Interesantemente, las piedras gritaron. Los arqueólogos comprobaron en las piedras lo que ya sabíamos. Las piedras hablan durante el silencio políticamente correcto de nuestra sociedad actual. Por dejadez, prudencia, relativismo u hostilidad hemos callado la historia de Jesús como Mesías, nuestro Salvador. Hablemos de nuestra fe. En esta Semana Mayor proclamemos que Jesús es nuestro Rey. Alabémoslo. Nos está esperando en los Sacramentos, asistamos. Lo vemos en los pobres, marginados, enfermos. Hagamos la caridad. 

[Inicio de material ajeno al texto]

//! Movement intent component.
//!
//! Intents carry what the player or AI wants this frame: directional axes in
//! camera space, the camera basis, and held states for jump, sprint and
//! crouch. The controller derives press/release edges itself, so callers only
//! ever write booleans.

use bevy::prelude::*;

use crate::movement::FrameInput;

/// Desired movement for one character.
///
/// # Example
///
/// ```rust
/// use bevy::prelude::*;
/// use msg_kinematic_controller::prelude::*;
///
/// let mut intent = MovementIntent::new();
/// intent.set_move(Vec2::new(0.0, 1.0));
/// intent.set_jump_pressed(true);
/// assert!(intent.is_moving());
///
/// intent.clear();
/// assert!(!intent.is_moving());
/// ```
#[derive(Component, Reflect, Debug, Clone, PartialEq)]
#[reflect(Component)]
pub struct MovementIntent {
    /// Directional axes (x = right, y = forward), length at most 1.
    pub axes: Vec2,
    /// Vertical axis used while flying (-1.0 = down, 1.0 = up).
    pub vertical: f32,
    /// Camera forward direction in world space.
    pub camera_forward: Vec3,
    /// Camera right direction in world space.
    pub camera_right: Vec3,
    /// Whether the jump action is held.
    ///
    /// Set this every frame from whatever input source you use; the
    /// controller detects the rising edge (a press) and the falling edge
    /// (release, used for variable jump height).
    pub jump_pressed: bool,
    pub sprint_pressed: bool,
    pub crouch_pressed: bool,
    pub(crate) jump_pressed_prev: bool,
    pub(crate) sprint_pressed_prev: bool,
    pub(crate) crouch_pressed_prev: bool,
}

impl Default for MovementIntent {
    fn default() -> Self {
        Self {
            axes: Vec2::ZERO,
            vertical: 0.0,
            camera_forward: Vec3::NEG_Z,
            camera_right: Vec3::X,
            jump_pressed: false,
            sprint_pressed: false,
            crouch_pressed: false,
            jump_pressed_prev: false,
            sprint_pressed_prev: false,
            crouch_pressed_prev: false,
        }
    }
}

impl MovementIntent {
    pub fn new() -> Self {
        Self::default()
    }

    /// Set the directional axes; longer inputs are clamped to unit length.
    pub fn set_move(&mut self, axes: Vec2) {
        self.axes = axes.clamp_length_max(1.0);
    }

    /// Set the vertical flying axis.
    pub fn set_vertical(&mut self, direction: f32) {
        self.vertical = direction.clamp(-1.0, 1.0);
    }

    /// Set the camera basis from a camera transform.
    pub fn set_camera(&mut self, camera: &Transform) {
        self.camera_forward = camera.forward().as_vec3();
        self.camera_right = camera.right().as_vec3();
    }

    pub fn set_jump_pressed(&mut self, pressed: bool) {
        self.jump_pressed = pressed;
    }

    pub fn set_sprint_pressed(&mut self, pressed: bool) {
        self.sprint_pressed = pressed;
    }

    pub fn set_crouch_pressed(&mut self, pressed: bool) {
        self.crouch_pressed = pressed;
    }

    /// Clear directional input. Button states are left alone.
    pub fn clear(&mut self) {
        self.axes = Vec2::ZERO;
        self.vertical = 0.0;
    }

    pub fn is_moving(&self) -> bool {
        self.axes.length_squared() > 1e-6 || self.vertical.abs() > 0.001
    }

    /// Jump went from released to held since the last simulated frame.
    pub fn jump_just_pressed(&self) -> bool {
        self.jump_pressed && !self.jump_pressed_prev
    }

    /// Jump went from held to released since the last simulated frame.
    pub fn jump_just_released(&self) -> bool {
        !self.jump_pressed && self.jump_pressed_prev
    }

    pub fn sprint_just_pressed(&self) -> bool {
        self.sprint_pressed && !self.sprint_pressed_prev
    }

    pub fn crouch_just_pressed(&self) -> bool {
        self.crouch_pressed && !self.crouch_pressed_prev
    }

    /// World-space walking direction, camera relative.
    ///
    /// The camera basis is flattened onto the plane normal to `up`.
    pub fn walk_direction(&self, up: Vec3) -> Vec3 {
        let flatten = |v: Vec3| (v - up * v.dot(up)).normalize_or_zero();
        (flatten(self.camera_right) * self.axes.x + flatten(self.camera_forward) * self.axes.y)
            .clamp_length_max(1.0)
    }

    /// World-space flying direction: the unflattened camera basis plus the
    /// vertical axis along `up`.
    pub fn fly_direction(&self, up: Vec3) -> Vec3 {
        (self.camera_right.normalize_or_zero() * self.axes.x
            + self.camera_forward.normalize_or_zero() * self.axes.y
            + up.normalize_or_zero() * self.vertical)
            .clamp_length_max(1.0)
    }

    /// Snapshot this intent for one simulation step.
    pub fn frame_input(&self, now: f32, dt: f32, position: Vec3, up: Vec3) -> FrameInput {
        FrameInput {
            now,
            dt,
            position,
            walk_direction: self.walk_direction(up),
            fly_direction: self.fly_direction(up),
            camera_forward: self.camera_forward,
            jump_pressed: self.jump_just_pressed(),
            jump_held: self.jump_pressed,
            sprint: self.sprint_pressed,
            crouch: self.crouch_pressed,
        }
    }

    /// Remember the current button states for edge detection.
    pub(crate) fn advance(&mut self) {
        self.jump_pressed_prev = self.jump_pressed;
        self.sprint_pressed_prev = self.sprint_pressed;
        self.crouch_pressed_prev = self.crouch_pressed;
    }
}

Vamos todos a adorarlo. Recordemos que estuvo solo en el Monte de los Olivos lleno de angustia. Los Discípulos se quedaron dormidos (cf Mc 14, 40). La Basílica de Getsemaní contiene la piedra donde sudó sangre (cf Lc 22, 44). Acompañémoslo este Jueves Santo en el solitario Monumento del Altar. Que no se adormezca tu fe. Lleva 20 siglos encerrado en el Sagrario esperándonos por amor. Vayamos a visitarle, aunque estemos cerca del mar. Lleva tus hijos y nietos, como hicieron conmigo mis padres y abuelos. No hay mejor catequesis. Deseo que en esta Semana Santa el Señor cambie nuestro corazón de piedra por un corazón de carne, como profetizó Ezequiel (cf Ezeq 11, 19). Así tendremos un corazón que lo alabe con amor por siempre.